Tali problemi, in realtà, mai sono stati affrontati seriamente da parte dei vari attori, nazionali e internazionali.
Per la prima volta, la settimana scorsa, il sempre moderato Momade aveva espresso lamentele rispetto a come il Ddr stava concludendosi: in primo luogo, i dieci ufficiali del vecchio esercito della Renamo, che avrebbero dovuto essere integrati nella polizia nazionale (Prm) con ruoli di rilievo, sono ancora in attesa delle rispettive nomine da parte del comandante generale di quella corporazione, Bernardino Rafael, uomo di fiducia del presidente Nyusi.
In secondo luogo, l’ammontare delle pensioni per i combattenti della Renamo a cui era stato riconosciuto questo diritto non sarebbero state ancora fissate; infine, dei 4.001 ex-militari della Renamo soltanto 46 sono stati integrati nella Prm.
Nessuno, ormai, pensa che la situazione sia reversibile: il Ddr è giunto quasi alla fine e anche l’ultima base della Renamo sarà smantellata; tuttavia sia le ragioni politiche che le eventuali ripercussioni di questo ritardo potrebbero essere significative, nel complicato scacchiere mozambicano.
I motivi dell’improvviso irrigidimento di Momade devono essere ricercati in due elementi: nelle oggettive ragioni di chi doveva essere smilitarizzato con precise garanzie economiche, puntualmente non rispettate, e nelle pressioni interne che il presidente sta ricevendo dalle varie anime del suo partito.
La sua leadership, infatti, non è per niente salda, e ulteriori cedimenti rispetto alle esigenze del governo potrebbero far precipitare una situazione che già lo vede oggetto di molte critiche da parte dei suoi oppositori.

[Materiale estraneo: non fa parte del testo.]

//! Utility macros for the front end.
//!
//! This module defines helper macros used throughout the crate:
//!
//! - `MK_TOKEN!` - Creates a Token instance
//! - `MK_DEFAULT_HANDLER!` - Creates a lexer handler for fixed-width operators
//! - `MK_KEYWORDS!` - Generates the closed keyword enumeration
//! - `MK_NODE_KINDS!` - Generates the node kinds, their rule contexts, the
//!   listener trait and its dispatch table from one list
//!
//! Generating the listener and the dispatch `match` from the same list as
//! `NodeKind` is what makes traversal exhaustive: adding a kind without a
//! callback pair does not compile.

/// Creates a Token instance.
///
/// # Arguments
///
/// * `$kind` - The TokenKind
/// * `$value` - The token's raw text
/// * `$span` - The byte span in the source buffer
/// * `$position` - Line and column of the first byte
/// * `$keyword` - The keyword candidate, if the text is a keyword
///
/// # Example
///
/// ```ignore
/// let token = MK_TOKEN!(TokenKind::Integer, "42".to_string(), span, position, None);
/// ```
#[macro_export]
macro_rules! MK_TOKEN {
    ($kind:expr, $value:expr, $span:expr, $position:expr, $keyword:expr) => {
        Token {
            kind: $kind,
            value: $value,
            span: $span,
            position: $position,
            keyword: $keyword,
        }
    };
}

/// Creates a lexer handler for an operator of a known byte width.
///
/// Generates a handler that emits a token with the given kind covering the
/// next `$width` bytes and advances the lexer past them.
///
/// # Example
///
/// ```ignore
/// RegexPattern::new(r"\A<=>", MK_DEFAULT_HANDLER!(TokenKind::NullSafeEquals, 3))
/// ```
#[macro_export]
macro_rules! MK_DEFAULT_HANDLER {
    ($kind:expr, $width:literal) => {
        |lexer: &mut Lexer<'_>, _len: usize| Step::Emit(lexer.emit($kind, $width))
    };
}

/// Generates the `Keyword` enumeration.
///
/// Each entry names the variant, its canonical upper-case text and its
/// `KeywordClass` (which must be in scope at the invocation site).
#[macro_export]
macro_rules! MK_KEYWORDS {
    ($( $variant:ident => $text:literal : $class:ident, )*) => {
        #[derive(Debug, Clone, Copy, PartialEq, Eq, Hash, PartialOrd, Ord)]
        pub enum Keyword {
            $( $variant, )*
        }

        impl Keyword {
            pub const ALL: &'static [Keyword] = &[ $( Keyword::$variant, )* ];

            /// Canonical upper-case spelling.
            pub fn as_str(self) -> &'static str {
                match self {
                    $( Keyword::$variant => $text, )*
                }
            }

            pub fn class(self) -> KeywordClass {
                match self {
                    $( Keyword::$variant => KeywordClass::$class, )*
                }
            }
        }
    };
}

/// Generates `NodeKind`, one rule context type per kind, the `Listener`
/// trait and the dispatch functions used by the walker.
///
/// `NodeRef`, `TokenRef` and `RuleContext` must be in scope at the
/// invocation site.
#[macro_export]
macro_rules! MK_NODE_KINDS {
    ($( $(#[$meta:meta])* $kind:ident => $context:ident, $enter:ident, $exit:ident; )*) => {
        /// One tag per grammar production.
        #[derive(Debug, Clone, Copy, PartialEq, Eq, Hash, PartialOrd, Ord)]
        pub enum NodeKind {
            $( $(#[$meta])* $kind, )*
        }

        impl NodeKind {
            pub const ALL: &'static [NodeKind] = &[ $( NodeKind::$kind, )* ];

            pub fn name(self) -> &'static str {
                match self {
                    $( NodeKind::$kind => stringify!($kind), )*
                }
            }
        }

        impl std::fmt::Display for NodeKind {
            fn fmt(&self, f: &mut std::fmt::Formatter<'_>) -> std::fmt::Result {
                write!(f, "{}", self.name())
            }
        }

        $(
            #[doc = concat!("Rule context of a [`NodeKind::", stringify!($kind), "`] node.")]
            #[derive(Debug, Clone, Copy)]
            pub struct $context<'t>(NodeRef<'t>);

            impl<'t> RuleContext<'t> for $context<'t> {
                const KIND: NodeKind = NodeKind::$kind;

                fn wrap(node: NodeRef<'t>) -> Self {
                    $context(node)
                }

                fn node(&self) -> NodeRef<'t> {
                    self.0
                }
            }

            impl<'t> std::ops::Deref for $context<'t> {
                type Target = NodeRef<'t>;

                fn deref(&self) -> &NodeRef<'t> {
                    &self.0
                }
            }
        )*

        /// Observer of a depth-first walk over a parse tree.
        ///
        /// Every node kind has an `enter_*` / `exit_*` pair receiving the
        /// kind's rule context. All callbacks default to no-ops, so a
        /// listener only implements the kinds it cares about.
        pub trait Listener {
            fn enter_every_rule(&mut self, _node: NodeRef<'_>) {}

            fn exit_every_rule(&mut self, _node: NodeRef<'_>) {}

            fn visit_terminal(&mut self, _token: TokenRef<'_>) {}

            $(
                fn $enter(&mut self, _ctx: $context<'_>) {}

                fn $exit(&mut self, _ctx: $context<'_>) {}
            )*
        }

        pub(crate) fn dispatch_enter<L: Listener + ?Sized>(listener: &mut L, node: NodeRef<'_>) {
            match node.kind() {
                $( NodeKind::$kind => listener.$enter($context(node)), )*
            }
        }

        pub(crate) fn dispatch_exit<L: Listener + ?Sized>(listener: &mut L, node: NodeRef<'_>) {
            match node.kind() {
                $( NodeKind::$kind => listener.$exit($context(node)), )*
            }
        }
    };
}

Dal lato governativo esistono due motivi che hanno indotto al mancato rispetto di impegni già sottoscritti: da una parte, la reticenza nel permettere l’entrata di ufficiali della Renamo in posti chiave di esercito e, adesso, di polizia, due settori da sempre considerati come monopolio del Frelimo; e dall’altra – soprattutto per la questione dei pensionati – una situazione economico-finanziaria dell’erario pubblico sull’orlo del default, con oggettive difficoltà nel reperire risorse aggiuntive a valere su un già risicato bilancio.
Per Nyusi, la mancata chiusura del Ddr rappresenta un ennesimo ostacolo verso la sua riconferma. Il terzo mandato (non previsto dalla Costituzione) rappresenta l’obiettivo dell’attuale presidente: un passaggio molto stretto, che nessuno dei suoi predecessori ha avuto la forza di imporre al partito e al paese.
I problemi suscitati dall’ultima fase del Ddr stanno già contribuendo a indebolire ulteriormente Nyusi e il suo sistema di potere, caratterizzato dal privilegiare l’etnia minoritaria dei Makonde. Un sistema che sembra destinato a dissolversi, con le elezioni presidenziali del 2024.